**Exercise aim:**
The expected output is each line below containing "constraints", copied in full.

**Records for the exercise:**
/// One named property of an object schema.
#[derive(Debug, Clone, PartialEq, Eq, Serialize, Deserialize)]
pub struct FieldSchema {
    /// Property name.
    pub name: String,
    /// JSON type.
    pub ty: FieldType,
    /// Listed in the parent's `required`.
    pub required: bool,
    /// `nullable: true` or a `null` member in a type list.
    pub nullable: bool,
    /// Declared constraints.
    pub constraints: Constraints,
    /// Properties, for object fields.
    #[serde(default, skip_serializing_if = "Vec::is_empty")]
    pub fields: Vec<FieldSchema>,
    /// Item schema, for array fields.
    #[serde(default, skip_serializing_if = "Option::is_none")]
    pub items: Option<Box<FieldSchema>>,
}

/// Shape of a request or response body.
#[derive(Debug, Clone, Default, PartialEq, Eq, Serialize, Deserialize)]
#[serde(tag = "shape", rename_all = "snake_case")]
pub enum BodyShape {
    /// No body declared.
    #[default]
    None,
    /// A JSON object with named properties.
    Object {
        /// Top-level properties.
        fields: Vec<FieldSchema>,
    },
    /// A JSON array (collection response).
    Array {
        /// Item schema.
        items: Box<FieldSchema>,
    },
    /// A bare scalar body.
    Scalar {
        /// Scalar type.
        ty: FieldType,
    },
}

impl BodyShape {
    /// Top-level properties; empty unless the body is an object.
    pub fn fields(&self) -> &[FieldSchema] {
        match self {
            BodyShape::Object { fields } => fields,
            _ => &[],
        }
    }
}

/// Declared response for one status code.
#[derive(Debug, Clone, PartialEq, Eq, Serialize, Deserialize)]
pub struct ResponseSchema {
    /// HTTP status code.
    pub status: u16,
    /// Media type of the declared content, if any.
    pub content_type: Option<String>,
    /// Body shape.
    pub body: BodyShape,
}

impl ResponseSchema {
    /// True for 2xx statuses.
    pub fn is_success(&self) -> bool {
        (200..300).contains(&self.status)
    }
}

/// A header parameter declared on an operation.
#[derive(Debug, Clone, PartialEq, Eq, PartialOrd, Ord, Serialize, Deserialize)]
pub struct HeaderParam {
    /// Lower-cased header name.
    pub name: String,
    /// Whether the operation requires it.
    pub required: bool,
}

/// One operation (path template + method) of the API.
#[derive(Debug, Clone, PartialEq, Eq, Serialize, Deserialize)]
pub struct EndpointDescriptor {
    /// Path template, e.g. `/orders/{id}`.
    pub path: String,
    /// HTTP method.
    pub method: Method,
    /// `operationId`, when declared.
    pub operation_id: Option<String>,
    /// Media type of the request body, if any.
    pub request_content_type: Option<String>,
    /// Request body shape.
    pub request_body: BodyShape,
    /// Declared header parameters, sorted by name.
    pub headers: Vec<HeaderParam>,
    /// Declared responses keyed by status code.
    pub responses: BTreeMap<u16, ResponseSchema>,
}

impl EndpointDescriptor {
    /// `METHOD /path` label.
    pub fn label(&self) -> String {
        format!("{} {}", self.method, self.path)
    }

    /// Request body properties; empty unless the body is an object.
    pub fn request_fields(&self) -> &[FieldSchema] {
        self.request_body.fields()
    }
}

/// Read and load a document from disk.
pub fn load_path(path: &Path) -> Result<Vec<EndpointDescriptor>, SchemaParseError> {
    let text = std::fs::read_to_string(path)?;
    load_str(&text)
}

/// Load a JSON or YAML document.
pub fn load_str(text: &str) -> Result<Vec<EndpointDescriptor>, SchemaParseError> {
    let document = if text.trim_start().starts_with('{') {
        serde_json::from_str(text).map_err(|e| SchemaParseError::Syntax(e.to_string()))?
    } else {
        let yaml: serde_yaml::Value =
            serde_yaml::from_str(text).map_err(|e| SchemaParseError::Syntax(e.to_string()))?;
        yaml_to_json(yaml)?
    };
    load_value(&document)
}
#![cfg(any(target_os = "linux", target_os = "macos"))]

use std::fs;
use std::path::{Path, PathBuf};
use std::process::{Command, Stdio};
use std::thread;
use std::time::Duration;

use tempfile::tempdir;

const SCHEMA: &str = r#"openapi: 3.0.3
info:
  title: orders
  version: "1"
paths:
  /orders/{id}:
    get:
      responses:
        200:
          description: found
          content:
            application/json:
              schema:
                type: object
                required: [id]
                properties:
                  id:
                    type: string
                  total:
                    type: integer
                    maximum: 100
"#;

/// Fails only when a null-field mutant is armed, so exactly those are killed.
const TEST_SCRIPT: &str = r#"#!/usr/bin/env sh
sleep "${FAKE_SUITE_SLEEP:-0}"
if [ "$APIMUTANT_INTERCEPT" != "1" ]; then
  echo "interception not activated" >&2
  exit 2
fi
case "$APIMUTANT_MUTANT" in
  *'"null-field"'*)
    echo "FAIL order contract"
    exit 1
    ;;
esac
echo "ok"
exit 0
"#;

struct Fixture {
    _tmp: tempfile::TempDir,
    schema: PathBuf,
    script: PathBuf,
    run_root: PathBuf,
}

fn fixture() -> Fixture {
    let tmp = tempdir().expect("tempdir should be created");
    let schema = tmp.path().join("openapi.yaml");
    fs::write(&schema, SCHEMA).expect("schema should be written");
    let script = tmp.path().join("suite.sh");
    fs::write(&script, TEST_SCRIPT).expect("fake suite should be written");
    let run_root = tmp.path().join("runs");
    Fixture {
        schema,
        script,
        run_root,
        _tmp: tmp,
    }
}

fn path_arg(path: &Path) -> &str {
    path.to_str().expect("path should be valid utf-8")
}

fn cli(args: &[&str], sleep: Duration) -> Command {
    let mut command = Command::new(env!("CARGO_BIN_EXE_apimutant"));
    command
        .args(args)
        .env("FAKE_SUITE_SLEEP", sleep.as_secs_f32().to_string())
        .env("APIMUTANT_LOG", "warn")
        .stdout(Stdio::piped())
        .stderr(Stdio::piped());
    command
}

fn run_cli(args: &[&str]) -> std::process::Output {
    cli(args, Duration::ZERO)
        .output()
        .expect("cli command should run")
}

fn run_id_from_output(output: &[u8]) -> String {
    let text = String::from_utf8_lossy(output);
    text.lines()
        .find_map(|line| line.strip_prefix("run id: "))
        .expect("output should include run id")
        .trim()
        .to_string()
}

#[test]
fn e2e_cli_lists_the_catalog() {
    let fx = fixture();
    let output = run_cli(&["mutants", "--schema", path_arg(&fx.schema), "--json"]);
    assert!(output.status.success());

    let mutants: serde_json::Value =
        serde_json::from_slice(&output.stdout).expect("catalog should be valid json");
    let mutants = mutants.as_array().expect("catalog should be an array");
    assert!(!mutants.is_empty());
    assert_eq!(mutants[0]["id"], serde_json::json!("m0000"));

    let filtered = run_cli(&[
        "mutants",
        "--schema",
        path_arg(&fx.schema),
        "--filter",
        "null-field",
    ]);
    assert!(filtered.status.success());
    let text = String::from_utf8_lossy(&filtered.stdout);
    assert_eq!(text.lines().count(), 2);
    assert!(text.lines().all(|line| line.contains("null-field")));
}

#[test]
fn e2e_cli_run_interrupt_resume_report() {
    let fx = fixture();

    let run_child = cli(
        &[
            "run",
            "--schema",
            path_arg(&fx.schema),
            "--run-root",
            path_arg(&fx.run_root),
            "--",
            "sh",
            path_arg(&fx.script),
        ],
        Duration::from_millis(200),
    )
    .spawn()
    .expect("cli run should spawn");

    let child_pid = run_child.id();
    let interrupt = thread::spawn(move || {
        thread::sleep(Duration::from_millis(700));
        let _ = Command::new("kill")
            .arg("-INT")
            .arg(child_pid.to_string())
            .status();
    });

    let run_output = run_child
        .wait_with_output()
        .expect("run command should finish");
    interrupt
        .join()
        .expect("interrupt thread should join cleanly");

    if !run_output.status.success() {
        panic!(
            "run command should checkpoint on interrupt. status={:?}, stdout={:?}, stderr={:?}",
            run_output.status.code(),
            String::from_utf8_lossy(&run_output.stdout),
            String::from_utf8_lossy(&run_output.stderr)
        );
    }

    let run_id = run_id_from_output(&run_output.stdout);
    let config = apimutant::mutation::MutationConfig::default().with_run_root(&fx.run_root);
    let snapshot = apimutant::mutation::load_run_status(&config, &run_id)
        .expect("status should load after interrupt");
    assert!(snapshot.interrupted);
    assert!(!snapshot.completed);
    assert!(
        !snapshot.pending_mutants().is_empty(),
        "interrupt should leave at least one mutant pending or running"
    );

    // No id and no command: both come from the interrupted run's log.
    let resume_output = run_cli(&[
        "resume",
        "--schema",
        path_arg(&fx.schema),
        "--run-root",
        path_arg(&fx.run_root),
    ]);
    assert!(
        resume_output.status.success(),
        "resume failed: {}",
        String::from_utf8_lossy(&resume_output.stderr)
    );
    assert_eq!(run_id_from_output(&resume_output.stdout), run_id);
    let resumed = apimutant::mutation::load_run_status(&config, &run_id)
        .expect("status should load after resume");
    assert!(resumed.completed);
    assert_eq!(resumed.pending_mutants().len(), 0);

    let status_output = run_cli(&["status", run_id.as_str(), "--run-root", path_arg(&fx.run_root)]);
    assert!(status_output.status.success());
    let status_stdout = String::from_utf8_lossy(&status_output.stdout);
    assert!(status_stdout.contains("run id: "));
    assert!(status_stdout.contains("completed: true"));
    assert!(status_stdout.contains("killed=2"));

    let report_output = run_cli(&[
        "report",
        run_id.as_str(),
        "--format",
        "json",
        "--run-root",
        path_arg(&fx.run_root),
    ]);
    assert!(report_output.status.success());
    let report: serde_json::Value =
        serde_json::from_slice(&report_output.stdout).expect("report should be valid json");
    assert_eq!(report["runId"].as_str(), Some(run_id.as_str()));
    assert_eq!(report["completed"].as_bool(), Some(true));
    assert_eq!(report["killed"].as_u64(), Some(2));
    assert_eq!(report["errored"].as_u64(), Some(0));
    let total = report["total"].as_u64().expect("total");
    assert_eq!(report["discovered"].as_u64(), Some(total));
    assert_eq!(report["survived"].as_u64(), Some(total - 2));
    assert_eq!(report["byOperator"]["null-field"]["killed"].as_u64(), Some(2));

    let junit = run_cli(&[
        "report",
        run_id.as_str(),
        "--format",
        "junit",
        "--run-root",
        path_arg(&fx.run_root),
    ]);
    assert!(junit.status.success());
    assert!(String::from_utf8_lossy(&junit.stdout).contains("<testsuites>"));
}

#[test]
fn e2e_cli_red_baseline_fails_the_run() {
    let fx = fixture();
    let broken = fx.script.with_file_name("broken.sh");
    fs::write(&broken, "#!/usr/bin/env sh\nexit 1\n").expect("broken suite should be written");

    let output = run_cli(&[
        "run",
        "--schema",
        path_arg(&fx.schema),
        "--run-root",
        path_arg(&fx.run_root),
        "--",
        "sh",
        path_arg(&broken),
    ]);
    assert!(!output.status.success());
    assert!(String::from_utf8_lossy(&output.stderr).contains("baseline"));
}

**Answer space:**
    /// Declared constraints.
    pub constraints: Constraints,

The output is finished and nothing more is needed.